Le nude mani di don Milani

Chiesa di Barbiana - foto tratta da commons.wikimedia.org

Il 6 settembre del 2020 ricorreranno i 125 anni dalla nascita di Alice Weiss Comparetti Milani, madre di don Lorenzo Milani, di cui invece ricorreranno 97 anni dalla nascita mercoledì prossimo.

Alice Weiss era triestina ed è venuto il tempo - crede chi scrive queste righe - di assegnarle un posto di centralità autonoma, quantunque non separata, nell’ambito dei riferimenti milaniani.

Nascere nella Trieste del 1895 voleva dire molte cose molto precise. Ad esempio significava essere prossimi ad una tensione politica intensissima che di lì a poco sarebbe esplosa in un conflitto mondiale e simile passione civile si traduceva in un impegno innervato di laicità, di disincanto, di lucida consapevolezza degli eventi e delle poste in gioco.

L’epistolario del Priore di Barbiana alla madre, fin dall’ingresso in seminario, ha un’importanza che è persino superfluo annotare.

La genealogia della famiglia di don Milani è peraltro talmente ricca – secondo cugino di Albano Milani, padre di Lorenzo, fu Marc-André Raffalovich, che era in confidenza con Louis Massignon, come racconta Jeffrey J. Kripal nel suo volume del 2001 Roads of Excess, Palaces of Wisdom – da suscitare riflessioni anche diverse dalla mera investigazione storiografica.

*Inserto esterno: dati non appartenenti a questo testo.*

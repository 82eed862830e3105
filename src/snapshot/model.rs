//! Snapshot and retained world state types.

use std::sync::Arc;

use chrono::{DateTime, Utc};
use serde::{Deserialize, Serialize};
use tokio::sync::RwLock;

/// A player observed in a save file.
#[derive(Debug, Clone, PartialEq, Eq, Serialize, Deserialize)]
pub struct Player {
    /// Player display name (identity key for diffing).
    pub name: String,
    /// Player level, when the parser reports it.
    #[serde(skip_serializing_if = "Option::is_none")]
    pub level: Option<u32>,
    /// Whether this player is the world host.
    #[serde(default)]
    pub is_host: bool,
}

impl Player {
    /// Create a player with just a name.
    #[must_use]
    pub fn named(name: impl Into<String>) -> Self {
        Self {
            name: name.into(),
            level: None,
            is_host: false,
        }
    }
}

/// Point-in-time extraction of world state from a save file.
///
/// Produced only by a [`super::SnapshotProvider`]; immutable once built.
#[derive(Debug, Clone, Serialize, Deserialize)]
pub struct WorldSnapshot {
    /// Players present in the save.
    pub players: Vec<Player>,
    /// Number of pals (creature entities) in the world.
    pub pal_count: u32,
    /// Number of base camps in the world.
    pub base_count: u32,
    /// World identifier extracted from the save path.
    #[serde(skip_serializing_if = "Option::is_none")]
    pub world_id: Option<String>,
    /// Name of the hosting player, if known.
    #[serde(skip_serializing_if = "Option::is_none")]
    pub host_player: Option<String>,
    /// When this snapshot was captured.
    pub timestamp: DateTime<Utc>,
}

/// The process's running memory of "what we last knew" about the world.
///
/// Initialized empty at startup. At the origin it is overwritten from
/// each successfully diffed snapshot; at a relay it is overwritten
/// wholesale from each relayed payload, never merged field-by-field.
#[derive(Debug, Clone, Default, Serialize, Deserialize)]
pub struct WorldState {
    /// Players last observed (deduplicated by name).
    pub players: Vec<Player>,
    /// Last observed pal count.
    pub pal_count: u32,
    /// Last observed base count.
    pub base_count: u32,
    /// World identifier, once known.
    #[serde(skip_serializing_if = "Option::is_none")]
    pub world_id: Option<String>,
    /// Hosting player, once known.
    #[serde(skip_serializing_if = "Option::is_none")]
    pub host_player: Option<String>,
    /// Timestamp of the last successful parse. `None` until the first
    /// snapshot lands, which is what suppresses first-observation noise.
    #[serde(skip_serializing_if = "Option::is_none")]
    pub last_parsed: Option<DateTime<Utc>>,
}

impl WorldState {
    /// Create an empty retained state.
    #[must_use]
    pub fn new() -> Self {
        Self::default()
    }

    /// Overwrite all comparable fields from a snapshot and stamp the
    /// parse time. Players are deduplicated by name, first occurrence
    /// wins.
    pub fn apply(&mut self, snapshot: &WorldSnapshot) {
        let mut players: Vec<Player> = Vec::with_capacity(snapshot.players.len());
        for p in &snapshot.players {
            if !players.iter().any(|q| q.name == p.name) {
                players.push(p.clone());
            }
        }
        self.players = players;
        self.pal_count = snapshot.pal_count;
        self.base_count = snapshot.base_count;
        self.world_id.clone_from(&snapshot.world_id);
        self.host_player.clone_from(&snapshot.host_player);
        self.last_parsed = Some(snapshot.timestamp);
    }

    /// Look up a retained player by name.
    #[must_use]
    pub fn player(&self, name: &str) -> Option<&Player> {
        self.players.iter().find(|p| p.name == name)
    }

    /// Whether at least one snapshot has been applied.
    #[must_use]
    pub fn has_parsed(&self) -> bool {
        self.last_parsed.is_some()
    }
}

/// Shared handle to the retained world state.
///
/// Constructed once at startup and passed to the components that need
/// it (diff step writes, greeting/status paths read). Components run on
/// separate tokio tasks, hence the lock.
pub type SharedWorld = Arc<RwLock<WorldState>>;

/// Create a fresh shared world state handle.
#[must_use]
pub fn shared_world() -> SharedWorld {
    Arc::new(RwLock::new(WorldState::new()))
}

#[cfg(test)]
mod tests {
    use super::*;

    fn snapshot(players: &[&str], pals: u32) -> WorldSnapshot {
        WorldSnapshot {
            players: players.iter().map(|n| Player::named(*n)).collect(),
            pal_count: pals,
            base_count: 0,
            world_id: Some("ABC123".to_string()),
            host_player: players.first().map(|n| (*n).to_string()),
            timestamp: Utc::now(),
        }
    }

    #[test]
    fn test_state_starts_empty() {
        let state = WorldState::new();
        assert!(state.players.is_empty());
        assert_eq!(state.pal_count, 0);
        assert!(!state.has_parsed());
    }

    #[test]
    fn test_apply_overwrites_fields() {
        let mut state = WorldState::new();
        state.apply(&snapshot(&["Alice", "Bob"], 12));

        assert_eq!(state.players.len(), 2);
        assert_eq!(state.pal_count, 12);
        assert_eq!(state.world_id.as_deref(), Some("ABC123"));
        assert!(state.has_parsed());

        state.apply(&snapshot(&["Alice"], 3));
        assert_eq!(state.players.len(), 1);
        assert_eq!(state.pal_count, 3);
    }

    #[test]
    fn test_apply_deduplicates_players() {
        let mut snap = snapshot(&["Alice"], 1);
        snap.players.push(Player {
            name: "Alice".to_string(),
            level: Some(30),
            is_host: false,
        });

        let mut state = WorldState::new();
        state.apply(&snap);
        assert_eq!(state.players.len(), 1);
        // First occurrence wins.
        assert_eq!(state.players[0].level, None);
    }

    #[test]
    fn test_player_lookup() {
        let mut state = WorldState::new();
        state.apply(&snapshot(&["Alice", "Bob"], 5));
        assert!(state.player("Bob").is_some());
        assert!(state.player("Carol").is_none());
    }
}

E la stessa considerazione di don Milani nell’attuale contesto pastorale della Chiesa Italiana, dopo la fiammata del 2017 in coincidenza con la visita del Papa a Barbiana in occasione dei 50 anni dalla morte del prete educatore (http://www.vatican.va/content/francesco/it/speeches/2017/june/documents/papa-francesco_20170620_don-lorenzo-milani.html), sembra essersi come affievolita.

Con una vistosa ed interessantissima eccezione, costituita da due pubblicazioni, comparse l’anno scorso per i tipi di EDB, dell’Arcivescovo di Modena, Mons. Erio Castellucci: una intitolata Lettera di un vescovo a don Milani e l’altra Don Milani e il Concilio.

In entrambe l’autore non usa parole di circostanza o stratagemmi ossequiosi ma affronta a pieno viso – senza mascherine di prudenza intimorita – anche i tratti più ruvidi di una testimonianza di prete tutt’altro che progressista e basta e tutt’altro che tradizionale e basta.

In don Milani c’era qualcosa d’Altro, di non precisamente identificabile con i soli strumenti delle categorie conoscitive d’uso, neppure di quelle teologiche, e riconducibile piuttosto ad un’anticipazione escatologica di quel Regno di Dio, addirittura di medievale invocazione - nelle spiritualità monastiche o francescane ad esempio -, in cui cadono le distinzioni tra sacro e profano, tra laico e religioso e compare soltanto l’amore come unica possibile cifra di senso.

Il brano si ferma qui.